Collected data entries:
════════════════

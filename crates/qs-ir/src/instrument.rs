//! Instrument, wave table and filter table types.

use arrayvec::ArrayString;
use bitflags::bitflags;

use crate::program::Program;

/// Maximum number of rows in an instrument wave table.
pub const MAX_WAVE_LENGTH: usize = 16;

/// Maximum number of rows in a filter table.
pub const MAX_FILTER_LENGTH: usize = 16;

/// Maximum length of instrument and effect names.
pub const MAX_NAME_LENGTH: usize = 16;

bitflags! {
    /// Voice control bits selected by a wave table row.
    #[derive(Clone, Copy, Debug, Default, PartialEq, Eq, Hash)]
    pub struct VoiceFlags: u8 {
        /// Envelope gate
        const GATE = 0x01;
        /// Hard sync to the previous voice
        const SYNC = 0x02;
        /// Ring modulation by the previous voice
        const RING = 0x04;
        const TRIANGLE = 0x10;
        const SAWTOOTH = 0x20;
        const PULSE = 0x40;
        const NOISE = 0x80;
    }
}

bitflags! {
    /// Filter output taps.
    #[derive(Clone, Copy, Debug, Default, PartialEq, Eq, Hash)]
    pub struct FilterMode: u8 {
        const LOW = 0x01;
        const BAND = 0x02;
        const HIGH = 0x04;
    }
}

/// Operation a wave table row applies to the pulse-width accumulator.
#[derive(Clone, Copy, Debug, Default, PartialEq, Eq)]
pub enum PulseOp {
    #[default]
    Increment,
    Set,
}

impl PulseOp {
    pub const fn from_raw(raw: u8) -> Option<Self> {
        match raw {
            0 => Some(PulseOp::Increment),
            1 => Some(PulseOp::Set),
            _ => None,
        }
    }

    pub const fn to_raw(self) -> u8 {
        self as u8
    }
}

/// Operation a filter table row applies to the cutoff.
#[derive(Clone, Copy, Debug, Default, PartialEq, Eq)]
pub enum FilterOp {
    Increment,
    #[default]
    Set,
    Decrement,
}

impl FilterOp {
    pub const fn from_raw(raw: u8) -> Option<Self> {
        match raw {
            0 => Some(FilterOp::Increment),
            1 => Some(FilterOp::Set),
            2 => Some(FilterOp::Decrement),
            _ => None,
        }
    }

    pub const fn to_raw(self) -> u8 {
        self as u8
    }
}

/// One tick of an instrument's wave table.
#[derive(Clone, Copy, Debug, Default, PartialEq, Eq)]
pub struct WaveRow {
    pub flags: VoiceFlags,
    pub op: PulseOp,
    /// Pulse-width magnitude (0-31)
    pub value: u8,
}

impl WaveRow {
    pub const fn new(flags: VoiceFlags, op: PulseOp, value: u8) -> Self {
        Self { flags, op, value }
    }
}

/// One tick of a filter table.
#[derive(Clone, Copy, Debug, Default, PartialEq, Eq)]
pub struct FilterRow {
    pub mode: FilterMode,
    /// Resonance (0-15)
    pub resonance: u8,
    pub op: FilterOp,
    /// Cutoff operand (0-31)
    pub value: u8,
}

impl FilterRow {
    pub const fn new(mode: FilterMode, resonance: u8, op: FilterOp, value: u8) -> Self {
        Self { mode, resonance, op, value }
    }
}

/// An instrument's optional filter program.
#[derive(Clone, Debug, Default, PartialEq, Eq)]
pub struct Filter {
    /// Channels routed through the filter (bit n = channel n)
    pub routing: u8,
    pub program: Program<FilterRow, MAX_FILTER_LENGTH>,
}

/// Envelope rates as 4-bit indices.
#[derive(Clone, Copy, Debug, Default, PartialEq, Eq)]
pub struct Adsr {
    pub attack: u8,
    pub decay: u8,
    /// Sustain level (0-15, not a rate)
    pub sustain: u8,
    pub release: u8,
}

impl Adsr {
    pub const fn new(attack: u8, decay: u8, sustain: u8, release: u8) -> Self {
        Self { attack, decay, sustain, release }
    }

    /// Nibbles in storage order.
    pub const fn to_array(self) -> [u8; 4] {
        [self.attack, self.decay, self.sustain, self.release]
    }

    /// Build from storage order, masking each value to a nibble.
    pub const fn from_array(raw: [u8; 4]) -> Self {
        Self::new(raw[0] & 0x0F, raw[1] & 0x0F, raw[2] & 0x0F, raw[3] & 0x0F)
    }
}

/// An instrument: envelope, wave table and optional filter table.
#[derive(Clone, Debug, Default, PartialEq, Eq)]
pub struct Instrument {
    pub name: ArrayString<MAX_NAME_LENGTH>,
    pub adsr: Adsr,
    /// Reset the envelope on every new note
    pub hard_restart: bool,
    pub wave: Program<WaveRow, MAX_WAVE_LENGTH>,
    pub filter: Filter,
}

impl Instrument {
    /// Create a new instrument with default settings.
    pub fn new(name: &str) -> Self {
        let mut inst = Self::default();
        inst.set_name(name);
        inst
    }

    /// Set the name, truncated to `MAX_NAME_LENGTH` bytes on a char boundary.
    pub fn set_name(&mut self, name: &str) {
        self.name = truncated_name(name);
    }

    /// Returns true if the instrument has nothing to play.
    pub fn is_empty(&self) -> bool {
        self.wave.is_empty()
    }
}

pub(crate) fn truncated_name(name: &str) -> ArrayString<MAX_NAME_LENGTH> {
    let mut out = ArrayString::new();
    for c in name.chars() {
        if out.try_push(c).is_err() {
            break;
        }
    }
    out
}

════════════════

_YOUR GOAL_
The records above are to be given again in full, word for word.

_RESULT FOR THIS TASK_
filename crates/qs-ir/src/instrument.rs
//! Instrument, wave table and filter table types.

use arrayvec::ArrayString;
use bitflags::bitflags;

use crate::program::Program;

/// Maximum number of rows in an instrument wave table.
pub const MAX_WAVE_LENGTH: usize = 16;

/// Maximum number of rows in a filter table.
pub const MAX_FILTER_LENGTH: usize = 16;

/// Maximum length of instrument and effect names.
pub const MAX_NAME_LENGTH: usize = 16;

bitflags! {
    /// Voice control bits selected by a wave table row.
    #[derive(Clone, Copy, Debug, Default, PartialEq, Eq, Hash)]
    pub struct VoiceFlags: u8 {
        /// Envelope gate
        const GATE = 0x01;
        /// Hard sync to the previous voice
        const SYNC = 0x02;
        /// Ring modulation by the previous voice
        const RING = 0x04;
        const TRIANGLE = 0x10;
        const SAWTOOTH = 0x20;
        const PULSE = 0x40;
        const NOISE = 0x80;
    }
}

bitflags! {
    /// Filter output taps.
    #[derive(Clone, Copy, Debug, Default, PartialEq, Eq, Hash)]
    pub struct FilterMode: u8 {
        const LOW = 0x01;
        const BAND = 0x02;
        const HIGH = 0x04;
    }
}

/// Operation a wave table row applies to the pulse-width accumulator.
#[derive(Clone, Copy, Debug, Default, PartialEq, Eq)]
pub enum PulseOp {
    #[default]
    Increment,
    Set,
}

impl PulseOp {
    pub const fn from_raw(raw: u8) -> Option<Self> {
        match raw {
            0 => Some(PulseOp::Increment),
            1 => Some(PulseOp::Set),
            _ => None,
        }
    }

    pub const fn to_raw(self) -> u8 {
        self as u8
    }
}

/// Operation a filter table row applies to the cutoff.
#[derive(Clone, Copy, Debug, Default, PartialEq, Eq)]
pub enum FilterOp {
    Increment,
    #[default]
    Set,
    Decrement,
}

impl FilterOp {
    pub const fn from_raw(raw: u8) -> Option<Self> {
        match raw {
            0 => Some(FilterOp::Increment),
            1 => Some(FilterOp::Set),
            2 => Some(FilterOp::Decrement),
            _ => None,
        }
    }

    pub const fn to_raw(self) -> u8 {
        self as u8
    }
}

/// One tick of an instrument's wave table.
#[derive(Clone, Copy, Debug, Default, PartialEq, Eq)]
pub struct WaveRow {
    pub flags: VoiceFlags,
    pub op: PulseOp,
    /// Pulse-width magnitude (0-31)
    pub value: u8,
}

impl WaveRow {
    pub const fn new(flags: VoiceFlags, op: PulseOp, value: u8) -> Self {
        Self { flags, op, value }
    }
}

/// One tick of a filter table.
#[derive(Clone, Copy, Debug, Default, PartialEq, Eq)]
pub struct FilterRow {
    pub mode: FilterMode,
    /// Resonance (0-15)
    pub resonance: u8,
    pub op: FilterOp,
    /// Cutoff operand (0-31)
    pub value: u8,
}

impl FilterRow {
    pub const fn new(mode: FilterMode, resonance: u8, op: FilterOp, value: u8) -> Self {
        Self { mode, resonance, op, value }
    }
}

/// An instrument's optional filter program.
#[derive(Clone, Debug, Default, PartialEq, Eq)]
pub struct Filter {
    /// Channels routed through the filter (bit n = channel n)
    pub routing: u8,
    pub program: Program<FilterRow, MAX_FILTER_LENGTH>,
}

/// Envelope rates as 4-bit indices.
#[derive(Clone, Copy, Debug, Default, PartialEq, Eq)]
pub struct Adsr {
    pub attack: u8,
    pub decay: u8,
    /// Sustain level (0-15, not a rate)
    pub sustain: u8,
    pub release: u8,
}

impl Adsr {
    pub const fn new(attack: u8, decay: u8, sustain: u8, release: u8) -> Self {
        Self { attack, decay, sustain, release }
    }

    /// Nibbles in storage order.
    pub const fn to_array(self) -> [u8; 4] {
        [self.attack, self.decay, self.sustain, self.release]
    }

    /// Build from storage order, masking each value to a nibble.
    pub const fn from_array(raw: [u8; 4]) -> Self {
        Self::new(raw[0] & 0x0F, raw[1] & 0x0F, raw[2] & 0x0F, raw[3] & 0x0F)
    }
}

/// An instrument: envelope, wave table and optional filter table.
#[derive(Clone, Debug, Default, PartialEq, Eq)]
pub struct Instrument {
    pub name: ArrayString<MAX_NAME_LENGTH>,
    pub adsr: Adsr,
    /// Reset the envelope on every new note
    pub hard_restart: bool,
    pub wave: Program<WaveRow, MAX_WAVE_LENGTH>,
    pub filter: Filter,
}

impl Instrument {
    /// Create a new instrument with default settings.
    pub fn new(name: &str) -> Self {
        let mut inst = Self::default();
        inst.set_name(name);
        inst
    }

    /// Set the name, truncated to `MAX_NAME_LENGTH` bytes on a char boundary.
    pub fn set_name(&mut self, name: &str) {
        self.name = truncated_name(name);
    }

    /// Returns true if the instrument has nothing to play.
    pub fn is_empty(&self) -> bool {
        self.wave.is_empty()
    }
}

pub(crate) fn truncated_name(name: &str) -> ArrayString<MAX_NAME_LENGTH> {
    let mut out = ArrayString::new();
    for c in name.chars() {
        if out.try_push(c).is_err() {
            break;
        }
    }
    out
}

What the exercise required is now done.